The Skunk Train is a 128-year-old rail line spanning the distance between Fort Bragg and Willits in the coastal mountains of California. A tourist attraction since the 1970s, the Skunk Train allows riders to view the spectacular redwoods and enjoy a trip back in time. A recent tunnel collapse, however, put the train's future in jeopardy until a local preservation group stepped up to provide necessary funds.

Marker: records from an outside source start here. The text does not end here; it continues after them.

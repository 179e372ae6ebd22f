//! tradedesk Server - HTTP trading ledger
//!
//! Serves the JSON API over SQLite until Ctrl+C.
//!
//! # Usage
//! ```sh
//! DATABASE_URL=sqlite://data/tradedesk.db cargo run --bin server
//! ```
//!
//! # Environment Variables
//! - `SERVER_BIND_ADDRESS` / `SERVER_PORT` - Listen address (default: 0.0.0.0:8000)
//! - `JWT_SECRET` - Token signing secret (a development placeholder when unset)
//! - `LOG_FORMAT` - `pretty` or `compact` (default: pretty)

use anyhow::Result;
use tracing::info;
use tradedesk::application::system::Application;
use tradedesk::config::Config;
use tradedesk::infrastructure::observability::init_tracing;

#[tokio::main]
async fn main() -> Result<()> {
    // Load environment variables
    dotenvy::dotenv().ok();

    let config = Config::from_env()?;
    init_tracing(config.observability.log_format);

    info!("tradedesk Server {} starting...", env!("CARGO_PKG_VERSION"));
    info!(
        "Configuration loaded: Database={}, Feed={} (ttl {}s)",
        config.database_url, config.feed.base_url, config.feed.cache_ttl_secs
    );

    let app = Application::build(config).await?;

    info!("Server running. Press Ctrl+C to shutdown.");
    app.run().await
}
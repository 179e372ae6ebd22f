//! Request and response bodies of the HTTP API

use crate::domain::market::instrument::Instrument;
use crate::domain::market::quote::FeedQuote;
use crate::domain::trading::types::{DateRange, TransactionRecord};
use crate::interfaces::http::error::ApiError;
use chrono::{DateTime, Utc};
use rust_decimal::Decimal;
use serde::{Deserialize, Serialize};

#[derive(Debug, Deserialize)]
pub struct RegisterRequest {
    pub username: String,
    pub password: String,
    pub balance: Decimal,
}

#[derive(Debug, Serialize)]
pub struct RegisterResponse {
    pub message: String,
    pub user_id: i64,
    pub username: String,
    pub balance: Decimal,
}

#[derive(Debug, Deserialize)]
pub struct LoginRequest {
    pub username: String,
    pub password: String,
}

#[derive(Debug, Deserialize)]
pub struct TransactionRequest {
    pub ticker: String,
    pub transaction_type: String,
    pub transaction_volume: i64,
}

#[derive(Debug, Serialize, Deserialize)]
pub struct TransactionResponse {
    pub id: i64,
    pub username: String,
    pub ticker: String,
    pub transaction_type: String,
    pub transaction_volume: u64,
    pub transaction_price: Decimal,
    pub created_time: DateTime<Utc>,
}

impl From<TransactionRecord> for TransactionResponse {
    fn from(record: TransactionRecord) -> Self {
        Self {
            id: record.id,
            username: record.username,
            ticker: record.ticker,
            transaction_type: record.side.as_str().to_string(),
            transaction_volume: record.volume,
            transaction_price: record.execution_price,
            created_time: record.created_at,
        }
    }
}

/// `?start=&end=` bounds, RFC 3339
#[derive(Debug, Default, Deserialize)]
pub struct HistoryQuery {
    pub start: Option<String>,
    pub end: Option<String>,
}

impl HistoryQuery {
    pub fn range(&self) -> Result<Option<DateRange>, ApiError> {
        let start = parse_bound("start", self.start.as_deref())?;
        let end = parse_bound("end", self.end.as_deref())?;

        if let (Some(s), Some(e)) = (start, end)
            && s > e
        {
            return Err(ApiError::Validation(
                "start must not be after end".to_string(),
            ));
        }

        Ok(match (start, end) {
            (None, None) => None,
            _ => Some(DateRange { start, end }),
        })
    }
}

fn parse_bound(name: &str, raw: Option<&str>) -> Result<Option<DateTime<Utc>>, ApiError> {
    match raw.map(str::trim).filter(|s| !s.is_empty()) {
        None => Ok(None),
        Some(value) => DateTime::parse_from_rfc3339(value)
            .map(|t| Some(t.with_timezone(&Utc)))
            .map_err(|e| ApiError::Validation(format!("Invalid {} '{}': {}", name, value, e))),
    }
}

#[derive(Debug, Deserialize)]
pub struct StockRequest {
    pub ticker: String,
    pub stock_name: String,
    pub stock_price: Decimal,
}

#[derive(Debug, Serialize, Deserialize)]
pub struct StockResponse {
    pub id: i64,
    pub ticker: String,
    pub stock_name: String,
    pub stock_price: Decimal,
    pub updated_at: DateTime<Utc>,
}

impl From<Instrument> for StockResponse {
    fn from(instrument: Instrument) -> Self {
        Self {
            id: instrument.id,
            ticker: instrument.ticker,
            stock_name: instrument.name,
            stock_price: instrument.last_price,
            updated_at: instrument.updated_at,
        }
    }
}

#[derive(Debug, Deserialize)]
pub struct TopCryptoQuery {
    pub vs_currency: Option<String>,
    #[serde(default)]
    pub sync: bool,
}

#[derive(Debug, Serialize)]
pub struct TopCryptoResponse {
    pub top_20_cryptocurrencies: Vec<FeedQuote>,
}

#[derive(Debug, Default, Deserialize)]
pub struct SyncQuery {
    /// Drop cached feed data before syncing
    #[serde(default)]
    pub refresh: bool,
}

#[derive(Debug, Serialize)]
pub struct SyncResponse {
    pub message: String,
    pub fetched: usize,
    pub created: usize,
    pub updated: usize,
}
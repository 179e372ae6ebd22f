use crate::domain::errors::FeedError;
use crate::domain::market::quote::FeedQuote;
use crate::domain::ports::MarketFeed;
use std::collections::HashMap;
use std::sync::Arc;
use std::time::{Duration, Instant};
use tokio::sync::RwLock;
use tracing::debug;

type CacheKey = (String, u32);

/// Time-bounded cache in front of the market feed, keyed by
/// `(currency, count)`.
///
/// A failed refresh never falls back to a stale entry: the caller gets the
/// error and the old entry stays in place untouched.
pub struct PriceFeedCache {
    feed: Arc<dyn MarketFeed>,
    ttl: Duration,
    entries: RwLock<HashMap<CacheKey, (Arc<Vec<FeedQuote>>, Instant)>>,
}

// Manual Debug implementation, the feed is a trait object
impl std::fmt::Debug for PriceFeedCache {
    fn fmt(&self, f: &mut std::fmt::Formatter<'_>) -> std::fmt::Result {
        f.debug_struct("PriceFeedCache")
            .field("ttl", &self.ttl)
            .field("entries", &"<RwLock>")
            .finish()
    }
}

impl PriceFeedCache {
    pub fn new(feed: Arc<dyn MarketFeed>, ttl: Duration) -> Self {
        Self {
            feed,
            ttl,
            entries: RwLock::new(HashMap::new()),
        }
    }

    pub async fn fetch_prices(
        &self,
        currency: &str,
        count: u32,
    ) -> Result<Arc<Vec<FeedQuote>>, FeedError> {
        let key = (currency.trim().to_lowercase(), count);

        if let Some((payload, fetched_at)) = self.entries.read().await.get(&key)
            && fetched_at.elapsed() < self.ttl
        {
            debug!("PriceFeedCache: hit for {:?} ({} quotes)", key, payload.len());
            return Ok(payload.clone());
        }

        let quotes = Arc::new(self.feed.fetch_markets(&key.0, count).await?);

        self.entries
            .write()
            .await
            .insert(key, (quotes.clone(), Instant::now()));

        Ok(quotes)
    }

    /// Drops every cached entry
    pub async fn invalidate(&self) {
        self.entries.write().await.clear();
    }

    pub async fn len(&self) -> usize {
        self.entries.read().await.len()
    }

    pub async fn is_empty(&self) -> bool {
        self.entries.read().await.is_empty()
    }
}
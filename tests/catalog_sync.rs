mod common;

use common::{fail_writes, list_instrument, quote, sqlite_app};
use rust_decimal_macros::dec;
use std::sync::Arc;
use std::time::Duration;
use tradedesk::application::bootstrap::persistence::PersistenceBootstrap;
use tradedesk::application::system::Application;
use tradedesk::domain::errors::CatalogError;
use tradedesk::infrastructure::coingecko::CoinGeckoMarketFeed;
use tradedesk::infrastructure::mock::MockMarketFeed;
use tradedesk::infrastructure::persistence::database::Database;
use wiremock::matchers::{method, path, query_param};
use wiremock::{Mock, MockServer, ResponseTemplate};

#[tokio::test]
async fn test_sync_twice_is_idempotent() -> anyhow::Result<()> {
    let feed = MockMarketFeed::new(vec![
        quote("btc", "Bitcoin", dec!(50)),
        quote("eth", "Ethereum", dec!(3)),
    ]);
    let app = sqlite_app(&feed).await?;
    let catalog = &app.services.catalog;

    let first = catalog.sync_from_feed("usd", 100).await?;
    assert_eq!((first.created, first.updated), (2, 0));
    let before = catalog.list().await?;

    // Bypass the cache so the second sync really hits the store again
    app.services.price_cache.invalidate().await;
    let second = catalog.sync_from_feed("usd", 100).await?;
    assert_eq!((second.created, second.updated), (0, 2));
    let after = catalog.list().await?;

    let summary = |list: &[tradedesk::domain::market::instrument::Instrument]| {
        list.iter()
            .map(|i| (i.ticker.clone(), i.name.clone(), i.last_price))
            .collect::<Vec<_>>()
    };
    assert_eq!(summary(&before), summary(&after));
    assert_eq!(feed.calls(), 2);
    Ok(())
}

#[tokio::test]
async fn test_duplicate_ticker_in_batch_keeps_first() -> anyhow::Result<()> {
    let feed = MockMarketFeed::new(vec![
        quote("usdt", "Tether", dec!(1.00)),
        quote("USDT", "Bridged Tether", dec!(0.99)),
    ]);
    let app = sqlite_app(&feed).await?;

    let report = app.services.catalog.sync_from_feed("usd", 100).await?;
    assert_eq!(report.fetched, 2);
    assert_eq!(report.unique, 1);

    let all = app.services.catalog.list().await?;
    assert_eq!(all.len(), 1);
    assert_eq!(all[0].name, "Tether");
    assert_eq!(all[0].last_price, dec!(1.00));
    Ok(())
}

#[tokio::test]
async fn test_sync_updates_manual_listing() -> anyhow::Result<()> {
    let feed = MockMarketFeed::new(vec![quote("btc", "Bitcoin", dec!(64000))]);
    let app = sqlite_app(&feed).await?;
    list_instrument(&app, "btc", "Manual Bitcoin", dec!(1)).await?;

    let report = app.services.catalog.sync_from_feed("usd", 100).await?;
    assert_eq!((report.created, report.updated), (0, 1));

    let btc = app.services.catalog.find_by_ticker("BTC").await?.expect("listed");
    assert_eq!(btc.name, "Bitcoin");
    assert_eq!(btc.last_price, dec!(64000));
    Ok(())
}

#[tokio::test]
async fn test_feed_failure_surfaces_and_writes_nothing() -> anyhow::Result<()> {
    let app = sqlite_app(&MockMarketFeed::failing()).await?;

    let err = app
        .services
        .catalog
        .sync_from_feed("usd", 100)
        .await
        .unwrap_err();
    assert!(matches!(err, CatalogError::Feed(_)));
    assert!(app.services.catalog.list().await?.is_empty());
    Ok(())
}

#[tokio::test]
async fn test_coingecko_sync_end_to_end() -> anyhow::Result<()> {
    let server = MockServer::start().await;
    Mock::given(method("GET"))
        .and(path("/coins/markets"))
        .and(query_param("vs_currency", "usd"))
        .and(query_param("per_page", "100"))
        .respond_with(ResponseTemplate::new(200).set_body_json(serde_json::json!([
            {"id": "bitcoin", "symbol": "btc", "name": "Bitcoin", "current_price": 64000.12},
            {"id": "ethereum", "symbol": "eth", "name": "Ethereum", "current_price": 3100},
            {"id": "mystery", "symbol": "mys", "name": null, "current_price": null}
        ])))
        .expect(1)
        .mount(&server)
        .await;

    let feed = CoinGeckoMarketFeed::builder()
        .base_url(server.uri())
        .timeout(Duration::from_secs(5))
        .build();
    let persistence = PersistenceBootstrap::from_database(Database::in_memory().await?);
    let app = Application::with_parts(common::test_config(), persistence, Arc::new(feed));

    let report = app.services.catalog.sync_from_feed("usd", 100).await?;
    assert_eq!(report.created, 3);

    // Served from cache, the mock expects exactly one request
    app.services.catalog.sync_from_feed("USD", 100).await?;

    let btc = app.services.catalog.find_by_ticker("btc").await?.expect("synced");
    assert_eq!(btc.last_price, dec!(64000.12));
    let mystery = app.services.catalog.find_by_ticker("MYS").await?.expect("synced");
    assert_eq!(mystery.name, "Unknown");
    assert!(!mystery.is_tradable());
    Ok(())
}

#[tokio::test]
async fn test_storage_failure_rolls_back_the_whole_batch() -> anyhow::Result<()> {
    let feed = MockMarketFeed::new(vec![
        quote("btc", "Bitcoin", dec!(99)),
        quote("eth", "Ethereum", dec!(3)),
    ]);
    let app = sqlite_app(&feed).await?;
    list_instrument(&app, "BTC", "Old", dec!(1)).await?;
    fail_writes(
        &app,
        "reject_eth",
        "BEFORE INSERT ON instruments WHEN NEW.ticker = 'ETH'",
    )
    .await?;

    let err = app
        .services
        .catalog
        .sync_from_feed("usd", 100)
        .await
        .unwrap_err();
    assert!(matches!(err, CatalogError::SyncFailed(_)));

    // BTC was updated earlier in the same batch
    let btc = app.services.catalog.find_by_ticker("BTC").await?.expect("listed");
    assert_eq!(btc.name, "Old");
    assert_eq!(btc.last_price, dec!(1));
    assert!(app.services.catalog.find_by_ticker("ETH").await?.is_none());
    Ok(())
}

The Mendocino Railway, the company that runs the Skunk Train, faced dire straits after a tunnel collapse limited the train's route. In April, a tunnel just a few miles from Fort Bragg collapsed, preventing travel to Willits. Repairs to the tunnel were estimated at $300,000, which the company did not have.
Skunk Train History
The original railway was constructed in 1885 as a means to haul lumber. It was connected to Willits in 1911, completing a 40-mile run through the coastal forests. In Willits, passengers at one time had the opportunity to connect to the Northwestern Pacific Railroad, which traveled all the way to Sausalito. The name "Skunk Train" originated in 1925, when single-car railbuses were purchased for passenger transport. Each car had a potbellied stove, which when lit, emitted fumes that supposedly smelled similar to a skunk.
The tunnel that recently collapsed, Tunnel No. 1, is 13 feet wide, 16 feet high, and 1,100 feet long. After the collapse, a crew worked feverishly to clear the pass, but it was determined the job was too big to be completed without additional assistance. The caved-in area is projected to be 50 feet wide, 40 feet long, and 30 feet high. The tunnel was lined with redwood beams and planks; however, stronger bracing will be required once cleared.
The Mendocino Railway didn't have the $300,000 needed to repair the tunnel. The company spent a great deal of their reserve funds to clear mudslides caused by heavy rains in 2006. A manhunt for a suspected killer in 2011 shut down the tracks and cost the company an estimated $200,000. That money has yet to be recouped from local law enforcement, which commandeered the tracks and trains for their search.
Consequences of Collapse
When the tunnel collapsed, all of the company's train equipment was on the Fort Bragg side of the track, leaving only a few short miles of track for trains to run. This shortened journey takes visitors for under an hour at greatly reduced rates, limiting the Mendocino Railway's revenue stream. Typically, the Skunk Train carries 40,000 passengers every year, many of whom stay in the Fort Bragg area and stimulate the local tourist industry.
Several campaigns began to raise the $300,000 needed to repair the collapsed tunnel. The Mendocino Railway offered yearlong "Save Our Skunk" passes for $300 and $750, as well as a lifelong pass offered at $1,885 in honor of the year the railroad was founded.
Luckily, a local conservation group has stepped up to provide the funds to get the Skunk Train running again. San Francisco's Save the Redwoods League purchased a $300,000 option from the Mendocino Railway, enough to fix the tunnel. The option allows Save the Redwoods to establish an easement across the 40-mile route, preserving both the redwoods in the area and public access.
The Mendocino Railway hopes to have the Skunk Train running its full route again by mid-July after tunnel repairs are complete.